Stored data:

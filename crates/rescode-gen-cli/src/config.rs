// crates/rescode-gen-cli/src/config.rs
// ============================================================================
// Module: Batch Configuration
// Description: TOML batch file describing several generation jobs.
// Purpose: Load, bound, and validate the config consumed by `rescodegen run`.
// Dependencies: rescode-gen, serde, thiserror, toml
// ============================================================================

//! ## Overview
//! A batch file lists `[[jobs]]`, each naming an input document, an output Go
//! file, and optionally a package name and forced input format. Loading
//! resolves the file from the `--config` flag, then `RESCODEGEN_CONFIG`, then
//! `rescodegen.toml` in the working directory.
//!
//! ## Invariants
//! - Config files larger than [`MAX_CONFIG_FILE_SIZE`] are rejected unread.
//! - Unknown keys are rejected at every level.
//! - Relative job paths resolve against the config file's directory.

// ============================================================================
// SECTION: Imports
// ============================================================================

use std::env;
use std::fs;
use std::io::Read;
use std::path::Path;
use std::path::PathBuf;

use rescode_gen::InputFormat;
use serde::Deserialize;
use thiserror::Error;

// ============================================================================
// SECTION: Constants
// ============================================================================

/// Config file used when neither the flag nor the env var names one.
pub const DEFAULT_CONFIG_NAME: &str = "rescodegen.toml";
/// Environment variable naming the config file.
pub const CONFIG_ENV_VAR: &str = "RESCODEGEN_CONFIG";
/// Maximum config file size in bytes.
pub const MAX_CONFIG_FILE_SIZE: u64 = 1024 * 1024;
/// Maximum number of jobs in one config file.
pub const MAX_JOBS: usize = 256;
/// Output file used when a job omits `output`.
pub const DEFAULT_OUTPUT: &str = "rescode_gen.go";
/// Maximum length of a single path component.
const MAX_PATH_COMPONENT_LENGTH: usize = 255;
/// Maximum length of a full path.
const MAX_TOTAL_PATH_LENGTH: usize = 4096;

// ============================================================================
// SECTION: Types
// ============================================================================

/// Input format named in a job entry.
#[derive(Debug, Clone, Copy, PartialEq, Eq, Deserialize)]
#[serde(rename_all = "lowercase")]
pub enum JobFormat {
    /// Force YAML decoding.
    Yaml,
    /// Force JSON decoding.
    Json,
}

impl From<JobFormat> for InputFormat {
    fn from(format: JobFormat) -> Self {
        match format {
            JobFormat::Yaml => Self::Yaml,
            JobFormat::Json => Self::Json,
        }
    }
}

/// One `[[jobs]]` entry as written in the config file.
#[derive(Debug, Clone, PartialEq, Eq, Deserialize)]
#[serde(deny_unknown_fields)]
pub struct JobConfig {
    /// Definition document to read.
    pub input: String,
    /// Go file to write.
    #[serde(default = "default_output")]
    pub output: String,
    /// Go package name; derived from the output directory when absent.
    #[serde(default)]
    pub package: Option<String>,
    /// Forced input format; detected from the input when absent.
    #[serde(default)]
    pub format: Option<JobFormat>,
}

/// A job with paths resolved and ready to run.
#[derive(Debug, Clone, PartialEq, Eq)]
pub struct GenerationJob {
    /// Definition document to read.
    pub input: PathBuf,
    /// Go file to write.
    pub output: PathBuf,
    /// Explicit package name, if any.
    pub package: Option<String>,
    /// Forced input format, if any.
    pub format: Option<InputFormat>,
}

/// Batch configuration for `rescodegen run`.
///
/// # Invariants
/// - After [`BatchConfig::load`] or [`BatchConfig::parse`], `jobs` holds
///   between one and [`MAX_JOBS`] validated entries.
#[derive(Debug, Clone, PartialEq, Eq, Deserialize)]
#[serde(deny_unknown_fields)]
pub struct BatchConfig {
    /// Jobs in execution order.
    #[serde(default)]
    pub jobs: Vec<JobConfig>,
    /// Directory relative job paths resolve against.
    #[serde(skip)]
    pub base_dir: PathBuf,
}

impl BatchConfig {
    /// Loads the batch config using the default resolution rules.
    ///
    /// # Errors
    ///
    /// Returns [`ConfigError`] when the file cannot be read, parsed, or
    /// validated.
    pub fn load(path: Option<&Path>) -> Result<Self, ConfigError> {
        let resolved = resolve_path(path)?;
        validate_path(&resolved)?;
        let file = fs::File::open(&resolved)
            .map_err(|err| ConfigError::Io(format!("{}: {err}", resolved.display())))?;
        let mut bytes = Vec::new();
        file.take(MAX_CONFIG_FILE_SIZE + 1)
            .read_to_end(&mut bytes)
            .map_err(|err| ConfigError::Io(err.to_string()))?;
        let size = u64::try_from(bytes.len()).unwrap_or(u64::MAX);
        if size > MAX_CONFIG_FILE_SIZE {
            return Err(ConfigError::Invalid("config file exceeds size limit".to_string()));
        }
        let content = std::str::from_utf8(&bytes)
            .map_err(|_| ConfigError::Invalid("config file must be utf-8".to_string()))?;
        let base_dir = resolved.parent().map(Path::to_path_buf).unwrap_or_default();
        Self::parse(content, base_dir)
    }

    /// Parses and validates config text whose relative paths resolve against
    /// `base_dir`.
    ///
    /// # Errors
    ///
    /// Returns [`ConfigError`] when parsing or validation fails.
    pub fn parse(content: &str, base_dir: impl Into<PathBuf>) -> Result<Self, ConfigError> {
        let mut config: Self =
            toml::from_str(content).map_err(|err| ConfigError::Parse(err.to_string()))?;
        config.base_dir = base_dir.into();
        config.validate()?;
        Ok(config)
    }

    /// Validates job count and every job entry.
    ///
    /// # Errors
    ///
    /// Returns [`ConfigError::Invalid`] naming the first offending field.
    pub fn validate(&self) -> Result<(), ConfigError> {
        if self.jobs.is_empty() {
            return Err(ConfigError::Invalid("at least one job is required".to_string()));
        }
        if self.jobs.len() > MAX_JOBS {
            return Err(ConfigError::Invalid(format!("at most {MAX_JOBS} jobs are allowed")));
        }
        for (index, job) in self.jobs.iter().enumerate() {
            job.validate(index)?;
        }
        Ok(())
    }

    /// Returns the jobs with paths resolved against [`BatchConfig::base_dir`].
    #[must_use]
    pub fn resolved_jobs(&self) -> Vec<GenerationJob> {
        self.jobs.iter().map(|job| job.resolve(&self.base_dir)).collect()
    }
}

impl JobConfig {
    /// Validates path and package fields of the job at `index`.
    fn validate(&self, index: usize) -> Result<(), ConfigError> {
        validate_path_string(&format!("jobs[{index}].input"), &self.input)?;
        validate_path_string(&format!("jobs[{index}].output"), &self.output)?;
        if let Some(package) = &self.package
            && package.trim().is_empty()
        {
            return Err(ConfigError::Invalid(format!("jobs[{index}].package must be non-empty")));
        }
        Ok(())
    }

    /// Resolves relative paths against `base_dir`.
    fn resolve(&self, base_dir: &Path) -> GenerationJob {
        GenerationJob {
            input: base_dir.join(self.input.trim()),
            output: base_dir.join(self.output.trim()),
            package: self.package.as_deref().map(str::trim).map(str::to_string),
            format: self.format.map(InputFormat::from),
        }
    }
}

// ============================================================================
// SECTION: Errors
// ============================================================================

/// Configuration loading or validation errors.
#[derive(Debug, Error)]
pub enum ConfigError {
    /// I/O failure while reading configuration.
    #[error("config io error: {0}")]
    Io(String),
    /// TOML parsing error.
    #[error("config parse error: {0}")]
    Parse(String),
    /// Invalid configuration data.
    #[error("invalid config: {0}")]
    Invalid(String),
}

// ============================================================================
// SECTION: Helpers
// ============================================================================

/// Default output file for job entries.
fn default_output() -> String {
    DEFAULT_OUTPUT.to_string()
}

/// Resolves the config path from the flag, environment, or default name.
fn resolve_path(path: Option<&Path>) -> Result<PathBuf, ConfigError> {
    if let Some(path) = path {
        return Ok(path.to_path_buf());
    }
    if let Ok(env_path) = env::var(CONFIG_ENV_VAR) {
        if env_path.len() > MAX_TOTAL_PATH_LENGTH {
            return Err(ConfigError::Invalid("config path exceeds max length".to_string()));
        }
        return Ok(PathBuf::from(env_path));
    }
    Ok(PathBuf::from(DEFAULT_CONFIG_NAME))
}

/// Validates the resolved config path against length limits.
fn validate_path(path: &Path) -> Result<(), ConfigError> {
    if path.to_string_lossy().len() > MAX_TOTAL_PATH_LENGTH {
        return Err(ConfigError::Invalid("config path exceeds max length".to_string()));
    }
    check_components(path, "config path")
}

/// Validates a path string field against length constraints.
fn validate_path_string(field: &str, value: &str) -> Result<(), ConfigError> {
    let trimmed = value.trim();
    if trimmed.is_empty() {
        return Err(ConfigError::Invalid(format!("{field} must be non-empty")));
    }
    if trimmed.len() > MAX_TOTAL_PATH_LENGTH {
        return Err(ConfigError::Invalid(format!("{field} exceeds max length")));
    }
    check_components(Path::new(trimmed), field)
}

/// Rejects paths with an over-long component.
fn check_components(path: &Path, field: &str) -> Result<(), ConfigError> {
    for component in path.components() {
        if component.as_os_str().to_string_lossy().len() > MAX_PATH_COMPONENT_LENGTH {
            return Err(ConfigError::Invalid(format!("{field} path component too long")));
        }
    }
    Ok(())
}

## [ACTIVITY]
Output the lines above between the one holding "several generation jobs." and the one holding "resolves the file", inclusive, with nothing before or after them.

## [SOLUTION TO THE EXERCISE]
// Description: TOML batch file describing several generation jobs.
// Purpose: Load, bound, and validate the config consumed by `rescodegen run`.
// Dependencies: rescode-gen, serde, thiserror, toml
// ============================================================================

//! ## Overview
//! A batch file lists `[[jobs]]`, each naming an input document, an output Go
//! file, and optionally a package name and forced input format. Loading
//! resolves the file from the `--config` flag, then `RESCODEGEN_CONFIG`, then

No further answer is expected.